Could you copy out every line of the data where the word "value" occurs?

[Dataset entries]
==========

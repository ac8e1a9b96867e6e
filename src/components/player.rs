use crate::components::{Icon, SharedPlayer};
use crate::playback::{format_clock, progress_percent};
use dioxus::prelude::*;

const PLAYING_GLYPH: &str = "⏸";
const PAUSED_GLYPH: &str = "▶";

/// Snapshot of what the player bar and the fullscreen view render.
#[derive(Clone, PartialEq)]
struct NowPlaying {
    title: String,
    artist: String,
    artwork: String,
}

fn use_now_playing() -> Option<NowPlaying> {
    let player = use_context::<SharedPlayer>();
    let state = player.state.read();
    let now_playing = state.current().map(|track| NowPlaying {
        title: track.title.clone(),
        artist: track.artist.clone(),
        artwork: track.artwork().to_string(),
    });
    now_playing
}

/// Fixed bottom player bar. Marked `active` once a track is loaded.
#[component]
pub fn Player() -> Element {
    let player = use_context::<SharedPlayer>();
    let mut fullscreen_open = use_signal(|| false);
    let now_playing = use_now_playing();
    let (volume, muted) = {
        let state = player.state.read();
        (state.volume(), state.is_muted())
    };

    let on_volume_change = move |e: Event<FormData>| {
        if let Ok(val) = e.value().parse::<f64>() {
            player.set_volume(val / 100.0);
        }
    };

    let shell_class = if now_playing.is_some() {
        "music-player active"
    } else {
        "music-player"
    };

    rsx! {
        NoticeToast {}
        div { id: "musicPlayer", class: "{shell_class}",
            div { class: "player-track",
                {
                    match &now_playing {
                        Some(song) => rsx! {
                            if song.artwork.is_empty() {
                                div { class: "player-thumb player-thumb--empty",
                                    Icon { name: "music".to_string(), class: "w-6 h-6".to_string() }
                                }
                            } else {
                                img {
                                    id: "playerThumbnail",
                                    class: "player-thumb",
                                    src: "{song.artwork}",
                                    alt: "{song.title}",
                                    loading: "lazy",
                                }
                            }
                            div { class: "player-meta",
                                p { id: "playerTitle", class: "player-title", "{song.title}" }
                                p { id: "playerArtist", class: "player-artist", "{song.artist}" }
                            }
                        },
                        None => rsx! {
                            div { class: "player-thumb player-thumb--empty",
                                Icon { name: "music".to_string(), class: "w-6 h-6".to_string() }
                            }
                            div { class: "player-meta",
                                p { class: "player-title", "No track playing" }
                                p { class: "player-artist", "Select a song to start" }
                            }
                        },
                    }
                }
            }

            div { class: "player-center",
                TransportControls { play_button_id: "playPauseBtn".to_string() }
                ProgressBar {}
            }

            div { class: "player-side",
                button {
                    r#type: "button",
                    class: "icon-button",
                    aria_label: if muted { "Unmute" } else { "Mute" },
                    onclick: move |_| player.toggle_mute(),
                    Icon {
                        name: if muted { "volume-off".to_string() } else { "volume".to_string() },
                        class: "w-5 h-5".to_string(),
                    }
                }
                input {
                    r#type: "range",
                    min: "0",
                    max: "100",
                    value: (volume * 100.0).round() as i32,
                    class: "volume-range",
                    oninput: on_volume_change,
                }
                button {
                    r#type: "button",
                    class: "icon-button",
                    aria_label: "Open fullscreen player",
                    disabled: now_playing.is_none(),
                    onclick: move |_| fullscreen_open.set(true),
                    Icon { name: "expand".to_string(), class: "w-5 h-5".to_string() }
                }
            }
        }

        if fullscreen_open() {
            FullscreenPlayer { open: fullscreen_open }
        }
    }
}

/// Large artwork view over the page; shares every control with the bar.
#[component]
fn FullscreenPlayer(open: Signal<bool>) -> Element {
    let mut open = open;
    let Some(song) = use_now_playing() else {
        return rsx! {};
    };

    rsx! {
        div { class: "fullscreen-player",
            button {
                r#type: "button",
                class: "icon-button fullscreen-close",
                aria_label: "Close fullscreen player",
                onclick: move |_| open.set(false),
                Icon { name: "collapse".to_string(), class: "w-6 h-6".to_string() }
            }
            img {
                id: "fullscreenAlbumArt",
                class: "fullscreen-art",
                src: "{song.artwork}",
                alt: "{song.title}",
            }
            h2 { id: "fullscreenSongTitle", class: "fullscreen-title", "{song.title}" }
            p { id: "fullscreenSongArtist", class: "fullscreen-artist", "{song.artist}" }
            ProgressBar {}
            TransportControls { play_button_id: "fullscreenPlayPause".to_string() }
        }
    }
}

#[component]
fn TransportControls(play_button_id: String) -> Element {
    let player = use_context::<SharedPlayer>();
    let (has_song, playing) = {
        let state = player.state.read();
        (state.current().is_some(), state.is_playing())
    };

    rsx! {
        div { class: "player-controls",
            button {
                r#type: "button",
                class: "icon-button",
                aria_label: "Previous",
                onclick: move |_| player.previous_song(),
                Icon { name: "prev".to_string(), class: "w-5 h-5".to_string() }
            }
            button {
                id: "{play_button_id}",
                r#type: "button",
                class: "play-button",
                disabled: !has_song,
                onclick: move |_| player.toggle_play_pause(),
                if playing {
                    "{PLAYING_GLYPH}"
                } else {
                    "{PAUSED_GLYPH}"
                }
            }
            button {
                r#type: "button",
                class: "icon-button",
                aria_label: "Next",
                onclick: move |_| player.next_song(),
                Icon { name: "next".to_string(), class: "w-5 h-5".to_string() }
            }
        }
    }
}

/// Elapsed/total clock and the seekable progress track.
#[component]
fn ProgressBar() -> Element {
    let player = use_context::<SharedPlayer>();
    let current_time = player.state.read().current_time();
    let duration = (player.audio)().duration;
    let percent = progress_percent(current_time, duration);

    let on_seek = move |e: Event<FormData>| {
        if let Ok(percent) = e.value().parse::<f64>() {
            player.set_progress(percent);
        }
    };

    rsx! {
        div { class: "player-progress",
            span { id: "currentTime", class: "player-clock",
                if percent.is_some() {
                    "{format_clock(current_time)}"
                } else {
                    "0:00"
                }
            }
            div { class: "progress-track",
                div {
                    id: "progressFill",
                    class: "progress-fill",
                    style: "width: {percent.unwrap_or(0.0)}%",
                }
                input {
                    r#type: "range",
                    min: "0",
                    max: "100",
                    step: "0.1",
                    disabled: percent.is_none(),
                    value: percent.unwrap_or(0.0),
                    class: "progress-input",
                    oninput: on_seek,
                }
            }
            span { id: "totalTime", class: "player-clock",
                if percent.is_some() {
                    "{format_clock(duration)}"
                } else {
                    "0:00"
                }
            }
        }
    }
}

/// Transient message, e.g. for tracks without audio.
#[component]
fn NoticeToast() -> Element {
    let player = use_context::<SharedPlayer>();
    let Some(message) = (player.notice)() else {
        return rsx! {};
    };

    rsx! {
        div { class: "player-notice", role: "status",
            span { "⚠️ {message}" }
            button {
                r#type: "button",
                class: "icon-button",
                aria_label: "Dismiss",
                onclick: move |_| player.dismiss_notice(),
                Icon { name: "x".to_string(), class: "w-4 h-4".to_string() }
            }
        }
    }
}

==========

## Written response
        if let Ok(val) = e.value().parse::<f64>() {
                    value: (volume * 100.0).round() as i32,
        if let Ok(percent) = e.value().parse::<f64>() {
                    value: percent.unwrap_or(0.0),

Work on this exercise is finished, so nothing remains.